Can the Study of Conflict Resolution Adapt to an Increasingly Dangerous World?

Can the Study of Conflict Resolution Adapt to an Increasingly Dangerous World?
A Belgian special forces soldier looks through binoculars east of Tal Afar, Iraq, Sunday, Aug. 20, 2017 (AP photo by Balint Szlanko).

The beginning of every academic year presents professors with a small cavalcade of perplexities and irritants. Universities use the summer break to come up with innovative administrative guidance and supposedly improved computer systems that inevitably backfire on first contact with students or teachers.

It normally takes just a few weeks to fix these glitches. But occasionally an academic will encounter a rather more significant challenge at the start of a semester: A creeping fear that their discipline is doomed. As someone who teaches International Conflict Resolution, or ICR, I currently feel something like that.

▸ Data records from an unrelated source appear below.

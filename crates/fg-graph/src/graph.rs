//! The top-level graph container.

use std::collections::HashMap;
use std::rc::Rc;

use fg_core::{DagError, DagResult, EdgeId, Id, TransformId, VertexId};
use tracing::{debug, warn};

use crate::edge::Edge;
use crate::indexing::ParentIndex;
use crate::transform::Transform;
use crate::validate;
use crate::vertex::Vertex;

/// Name given to graphs created with [`Graph::default`].
pub const DEFAULT_GRAPH_NAME: &str = "FletcherDAG";

/// The dataflow graph: registered transforms and the edges between their ports.
///
/// The graph stores:
/// - Transforms behind shared handles, in registration order (indexed by `TransformId`).
/// - Edges in registration order (indexed by `EdgeId`).
/// - A parent index from every registered vertex to its transform.
///
/// It is append-only. Each `add_*` either succeeds or leaves the graph exactly
/// as it was.
#[derive(Debug)]
pub struct Graph {
    pub(crate) name: String,
    pub(crate) transforms: Vec<Rc<Transform>>,
    pub(crate) edges: Vec<Edge>,
    pub(crate) by_name: HashMap<String, TransformId>,
    pub(crate) parents: ParentIndex,
}

impl Default for Graph {
    fn default() -> Self {
        Self::new(DEFAULT_GRAPH_NAME)
    }
}

impl Graph {
    /// Create an empty graph.
    pub fn new(name: impl Into<String>) -> Self {
        Self {
            name: name.into(),
            transforms: Vec::new(),
            edges: Vec::new(),
            by_name: HashMap::new(),
            parents: ParentIndex::new(),
        }
    }

    /// Register a transform and return the shared handle to build edges with.
    ///
    /// The graph takes the transform by value, so it is registered exactly
    /// once. The returned handle can be used as an edge endpoint but not
    /// registered again:
    ///
    /// ```compile_fail
    /// use fg_graph::{Graph, Transform};
    ///
    /// let mut first = Graph::new("first");
    /// let handle = first.add_transform(Transform::new("t").unwrap()).unwrap();
    /// let mut second = Graph::new("second");
    /// second.add_transform(handle).unwrap();
    /// ```
    ///
    /// Fails if the name is taken.
    pub fn add_transform(&mut self, transform: Transform) -> DagResult<Rc<Transform>> {
        if self.by_name.contains_key(transform.name()) {
            warn!(graph = %self.name, transform = transform.name(), "duplicate transform name");
            return Err(DagError::DuplicateName {
                name: transform.name().to_string(),
                scope: format!("transforms of graph '{}'", self.name),
            });
        }

        let id = Id::from_index(self.transforms.len() as u32);
        let transform = Rc::new(transform);
        self.parents.insert(id, &transform);
        self.by_name.insert(transform.name().to_string(), id);
        self.transforms.push(Rc::clone(&transform));

        debug!(graph = %self.name, slot = id.index(), "registered transform {transform}");
        Ok(transform)
    }

    /// Register an edge whose endpoints belong to registered transforms.
    pub fn add_edge(&mut self, edge: Edge) -> DagResult<&Edge> {
        for (role, vertex) in [("source", edge.src), ("destination", edge.dst)] {
            if !self.parents.contains(vertex) {
                warn!(
                    graph = %self.name,
                    vertex = vertex.index(),
                    "edge {role} has no owner in graph"
                );
                return Err(DagError::DanglingReference {
                    what: format!("{role} vertex #{}", vertex.index()),
                    graph: self.name.clone(),
                });
            }
        }

        debug!(graph = %self.name, "registered edge {}", self.describe_edge(&edge));
        let idx = self.edges.len();
        self.edges.push(edge);
        Ok(&self.edges[idx])
    }

    pub fn name(&self) -> &str {
        &self.name
    }

    /// All transforms, in registration order.
    pub fn transforms(&self) -> &[Rc<Transform>] {
        &self.transforms
    }

    /// All edges, in registration order.
    pub fn edges(&self) -> &[Edge] {
        &self.edges
    }

    /// Get a transform by name.
    pub fn transform(&self, name: &str) -> Option<&Rc<Transform>> {
        let id = self.by_name.get(name)?;
        self.transform_by_id(*id)
    }

    /// Get a transform by ID (returns None if ID out of bounds).
    pub fn transform_by_id(&self, id: TransformId) -> Option<&Rc<Transform>> {
        self.transforms.get(id.index() as usize)
    }

    /// Get an edge by ID (returns None if ID out of bounds).
    pub fn edge(&self, id: EdgeId) -> Option<&Edge> {
        self.edges.get(id.index() as usize)
    }

    /// The reverse port -> transform index.
    pub fn parent_index(&self) -> &ParentIndex {
        &self.parents
    }

    /// The registered transform owning `vertex`.
    pub fn parent_of(&self, vertex: &Vertex) -> DagResult<&Rc<Transform>> {
        self.owner(vertex.id()).ok_or_else(|| DagError::NotFound {
            what: "owner of vertex",
            name: vertex.name().to_string(),
        })
    }

    /// [`parent_of`](Self::parent_of) for a bare vertex id, e.g. an edge endpoint.
    pub fn parent_of_id(&self, vertex: VertexId) -> DagResult<&Rc<Transform>> {
        self.owner(vertex).ok_or_else(|| DagError::NotFound {
            what: "owner of vertex",
            name: format!("#{}", vertex.index()),
        })
    }

    /// Resolve a vertex id to the registered port.
    pub fn vertex(&self, id: VertexId) -> Option<&Vertex> {
        self.owner(id)?.ports().find(|v| v.id() == id)
    }

    /// Render an edge as `producer.port -> consumer.port`, plus its label.
    pub fn describe_edge(&self, edge: &Edge) -> String {
        let mut out = format!(
            "{} -> {}",
            self.describe_vertex(edge.src),
            self.describe_vertex(edge.dst)
        );
        if let Some(name) = edge.name() {
            out.push_str(&format!(" [{name}]"));
        }
        out
    }

    /// Re-check every structural invariant of the graph.
    pub fn validate(&self) -> DagResult<()> {
        validate::validate_transforms(&self.transforms)?;
        validate::validate_parents(&self.transforms, &self.parents)?;
        validate::validate_edges(&self.transforms, &self.parents, &self.edges, &self.name)
    }

    fn owner(&self, vertex: VertexId) -> Option<&Rc<Transform>> {
        let id = self.parents.owner(vertex)?;
        self.transform_by_id(id)
    }

    fn describe_vertex(&self, id: VertexId) -> String {
        match (self.owner(id), self.vertex(id)) {
            (Some(t), Some(v)) => format!("{}.{}", t.name(), v.name()),
            _ => format!("<vertex #{}>", id.index()),
        }
    }
}


#[cfg(test)]
mod proptests {
    use super::*;
    use crate::connect::connect;
    use crate::constant::Constant;
    use proptest::prelude::*;
    use std::collections::HashSet;

    fn relay(name: String) -> Transform {
        let mut t = Transform::new(name).unwrap();
        t.add_port(Vertex::input("x", "T").unwrap()).unwrap();
        t.add_port(Vertex::output("y", "T").unwrap()).unwrap();
        t
    }

    proptest! {
        #[test]
        fn insertion_keeps_names_unique(names in prop::collection::vec("[a-d]{1,2}", 0..12)) {
            let mut t = Transform::new("t").unwrap();
            let mut seen = HashSet::new();
            for name in &names {
                let fresh = seen.insert(name.clone());
                let added = t.add_constant(Constant::new(name.clone(), "0").unwrap()).is_ok();
                prop_assert_eq!(fresh, added);
                let added = t.add_port(Vertex::input(name.clone(), "T").unwrap()).is_ok();
                prop_assert_eq!(fresh, added);
            }
            prop_assert_eq!(t.constants().len(), seen.len());
            prop_assert_eq!(t.inputs().len(), seen.len());
            prop_assert!(t.outputs().is_empty());
        }

        #[test]
        fn parent_of_inverts_ownership(
            shapes in prop::collection::vec((0_usize..4, 0_usize..4), 1..8)
        ) {
            let mut g = Graph::new("G");
            let mut handles = Vec::new();
            for (k, (n_in, n_out)) in shapes.iter().enumerate() {
                let mut t = Transform::new(format!("t{k}")).unwrap();
                for i in 0..*n_in {
                    t.add_port(Vertex::input(format!("i{i}"), "T").unwrap()).unwrap();
                }
                for o in 0..*n_out {
                    t.add_port(Vertex::output(format!("o{o}"), "T").unwrap()).unwrap();
                }
                handles.push(g.add_transform(t).unwrap());
            }

            for t in &handles {
                for v in t.ports() {
                    prop_assert!(Rc::ptr_eq(g.parent_of(v).unwrap(), t));
                }
            }
            prop_assert!(g.validate().is_ok());
        }

        #[test]
        fn registered_edges_are_canonical(
            links in prop::collection::vec((0_usize..4, 0_usize..4, any::<bool>()), 0..16)
        ) {
            let mut g = Graph::new("G");
            let mut stages = Vec::new();
            for k in 0..4 {
                stages.push(g.add_transform(relay(format!("s{k}"))).unwrap());
            }

            for (a, b, flip) in links {
                let out = stages[a].o(0).unwrap();
                let inp = stages[b].i(0).unwrap();
                let edge = (if flip { connect(inp, out) } else { connect(out, inp) }).unwrap();
                g.add_edge(edge).unwrap();
            }

            for e in g.edges() {
                prop_assert!(g.vertex(e.src()).unwrap().is_output());
                prop_assert!(g.vertex(e.dst()).unwrap().is_input());
                let src_owner = g.parent_of_id(e.src()).unwrap();
                let dst_owner = g.parent_of_id(e.dst()).unwrap();
                prop_assert!(g.transforms().iter().any(|t| Rc::ptr_eq(t, src_owner)));
                prop_assert!(g.transforms().iter().any(|t| Rc::ptr_eq(t, dst_owner)));
            }
            prop_assert!(g.validate().is_ok());
        }
    }
}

This is not because there is any shortage of smart professors or good students engaging in the field. There has been a boom in ICR studies over the past three decades. Prior to the end of the Cold War, most serious scholars who worried about conflict devoted a lot of time to thinking about the firing times and blast radii of nuclear weapons. From the late 1980s onwards, a growing number of academics started to delve into a wider set of problems, such as the dynamics of mediation, peacekeeping missions and the economics of peace.